Woman holding yellow umbrella

Five myths about the immune system

30 Mar 2023


Exercise makes no difference to your immune system

Not true. Regular exercise and living an active lifestyle can help keep your immune system healthy. Exercise gives your cardiovascular system a boost, which will help white blood cells circulate and support normal function of your lymphatic system. While there’s no direct link between a workout and your immune system function, staying fit and active will help your immune system to help you. 

Everyone is born with the same healthy immune system

Unfortunately this isn’t true. If you have a healthy immune system, count yourself lucky (and look after it!). Some people are born with primary immunodeficiency disease. This affects the body’s ability to defend itself against infection from bacteria, parasites, and viruses. There are more than 100 known congenital immunodeficiency disorders, including alymphocytosis, XLA (X-linked agammaglobulinemia) and CVID (common variable immunodeficiency).

A healthy immune system can’t be damaged

Not true. If you are born with a healthy, normal immune system, episodes during your life can change it. In fact, acquired immune system disorders are more common that congenital ones. If an outside source (like an infection or a toxic chemical) attacks your body, it can cause lasting damage to your immune system. Diabetes and malnutrition are among the list of things which can change a person’s immune system throughout life. So don’t take a healthy immune system for granted- do everything you can to protect it, so it can continue to protect you.
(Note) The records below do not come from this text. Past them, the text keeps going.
use crate::core::error::{Result, SchedError};
use crate::core::job::{Job, JobId, JobState};
use crate::core::pool::{Grant, ResourcePool};
use std::cmp::Reverse;
use std::sync::Arc;
use std::time::Duration;

/// A job that has been admitted: its resources are reserved until
/// [`Schedule::complete`] is called for `job_id`.
#[derive(Debug, Clone)]
pub struct Admission {
    pub job_id: JobId,
    pub job: Arc<Job>,
    pub cores: u32,
    pub gpu_ids: Vec<u32>,
}

/// Running totals, mostly useful for checking that every admitted job was
/// completed and every acquired core came back.
#[derive(Debug, Clone, Copy, Default, PartialEq, Eq)]
pub struct ScheduleStats {
    pub admitted: usize,
    pub completed: usize,
    pub cores_acquired: u64,
    pub cores_released: u64,
}

/// Admission policy driven by the engine.
///
/// Implementations are used from a single coordinating task and are never
/// re-entered.
pub trait Schedule {
    /// True once every job has been admitted. Says nothing about whether the
    /// admitted jobs have finished.
    fn empty(&self) -> bool;

    /// Admit the highest-priority job that fits right now, if any.
    ///
    /// `None` is the normal "nothing fits yet" answer, not an error.
    fn next_job(&mut self) -> Option<Admission>;

    /// Record that an admitted job has been launched.
    fn mark_running(&mut self, job_id: JobId) -> Result<()>;

    /// Mark the job completed and hand its resources back to the pool.
    fn complete(&mut self, job_id: JobId) -> Result<()>;

    /// Number of jobs not yet admitted.
    fn pending(&self) -> usize;

    fn pool(&self) -> &ResourcePool;
}

#[derive(Debug)]
struct JobRecord {
    state: JobState,
    grant: Option<Grant>,
}

/// Longest-job-first greedy admission.
///
/// The priority order is computed once: descending wall-clock allowance (no
/// allowance sorts as zero), then descending core count, then submission
/// order. Each [`next_job`](Schedule::next_job) call walks the pending jobs in
/// that order and admits the first one the pool can satisfy, letting smaller
/// jobs backfill around large ones.
#[derive(Debug)]
pub struct GreedySchedule {
    pool: ResourcePool,
    jobs: Vec<Arc<Job>>,
    records: Vec<JobRecord>,
    order: Vec<JobId>,
    /// Unadmitted jobs, in priority order.
    pending: Vec<JobId>,
    stats: ScheduleStats,
}

impl GreedySchedule {
    pub fn new(jobs: impl IntoIterator<Item = Job>, pool: ResourcePool) -> Self {
        let jobs: Vec<Arc<Job>> = jobs.into_iter().map(Arc::new).collect();

        let mut order: Vec<JobId> = (0..jobs.len()).map(JobId).collect();
        order.sort_by_key(|id| {
            let job = &jobs[id.index()];
            Reverse((
                job.wall_clock().unwrap_or(Duration::ZERO),
                job.demand().core_count(),
            ))
        });

        let records = jobs
            .iter()
            .map(|_| JobRecord {
                state: JobState::Queued,
                grant: None,
            })
            .collect();

        tracing::debug!("Computed priority order for {} job(s): {:?}", jobs.len(), order);

        Self {
            pool,
            pending: order.clone(),
            order,
            jobs,
            records,
            stats: ScheduleStats::default(),
        }
    }

    /// Job ids from highest to lowest priority.
    pub fn priority_order(&self) -> &[JobId] {
        &self.order
    }

    pub fn job(&self, job_id: JobId) -> Option<&Arc<Job>> {
        self.jobs.get(job_id.index())
    }

    pub fn state(&self, job_id: JobId) -> Option<JobState> {
        self.records.get(job_id.index()).map(|r| r.state)
    }

    pub fn len(&self) -> usize {
        self.jobs.len()
    }

    pub fn is_empty(&self) -> bool {
        self.jobs.is_empty()
    }

    /// Jobs admitted and not yet completed.
    pub fn in_use(&self) -> usize {
        self.records.iter().filter(|r| r.state.is_admitted()).count()
    }

    pub fn stats(&self) -> ScheduleStats {
        self.stats
    }

    pub fn into_pool(self) -> ResourcePool {
        self.pool
    }

    fn record_mut(&mut self, job_id: JobId) -> Result<&mut JobRecord> {
        self.records
            .get_mut(job_id.index())
            .ok_or(SchedError::UnknownJob(job_id))
    }

    fn transition(record: &mut JobRecord, job_id: JobId, to: JobState) -> Result<()> {
        if !record.state.can_transition_to(to) {
            return Err(SchedError::InvalidTransition {
                job_id,
                from: record.state,
                to,
            });
        }
        record.state = to;
        Ok(())
    }
}

impl Schedule for GreedySchedule {
    fn empty(&self) -> bool {
        self.pending.is_empty()
    }

    fn next_job(&mut self) -> Option<Admission> {
        let (position, grant) = self.pending.iter().enumerate().find_map(|(pos, id)| {
            let demand = self.jobs[id.index()].demand();
            self.pool.acquire(demand).map(|grant| (pos, grant))
        })?;

        let job_id = self.pending.remove(position);
        let admission = Admission {
            job_id,
            job: Arc::clone(&self.jobs[job_id.index()]),
            cores: grant.cores(),
            gpu_ids: grant.gpu_ids().to_vec(),
        };

        self.stats.admitted += 1;
        self.stats.cores_acquired += u64::from(grant.cores());

        let record = &mut self.records[job_id.index()];
        debug_assert_eq!(record.state, JobState::Queued);
        record.state = JobState::Scheduled;
        record.grant = Some(grant);

        tracing::debug!(
            "Admitted job {} ({}) with {} core(s); {} pending",
            job_id,
            admission.job.display_name(),
            admission.cores,
            self.pending.len()
        );
        Some(admission)
    }

    fn mark_running(&mut self, job_id: JobId) -> Result<()> {
        let record = self.record_mut(job_id)?;
        Self::transition(record, job_id, JobState::Running)
    }

    fn complete(&mut self, job_id: JobId) -> Result<()> {
        let record = self.record_mut(job_id)?;
        if !record.state.is_admitted() {
            return Err(SchedError::ResourceAccounting(format!(
                "job {job_id} completed while {}",
                record.state
            )));
        }
        let grant = record.grant.take().ok_or_else(|| {
            SchedError::ResourceAccounting(format!("job {job_id} holds no grant"))
        })?;
        Self::transition(record, job_id, JobState::Completed)?;

        let cores = grant.cores();
        self.pool.release(grant)?;
        self.stats.completed += 1;
        self.stats.cores_released += u64::from(cores);
        Ok(())
    }

    fn pending(&self) -> usize {
        self.pending.len()
    }

    fn pool(&self) -> &ResourcePool {
        &self.pool
    }
}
Antibiotics help your immune system fight diseases

You’d think that antibiotics and your immune system are on the same team, right? While they both want to get you healthy, antibiotic use can actually weaken your immune system. Antibiotics don’t actually interact with the cells of the immune system, so they don’t directly affect it. But unnecessary antibiotic use stops your natural immune system from being challenged, causing it to slow down regulation and get weaker. The solution? Only take antibiotics when you absolutely have to, and take measures to build up your gut bacteria and immune system afterwards. 

Your immune system will stay the same throughout your life

This might surprise you, but your immune system ages just like you do. Your immune system gets older just like every cell and system in your body does. Your body’s ability to fight infection gets weaker and this double-whammy can leave older people more prone to illness. Keep your immune system healthy as you get older by getting enough exercise, managing daily stress, and eating a healthy diet with plenty of fruit and vegetables.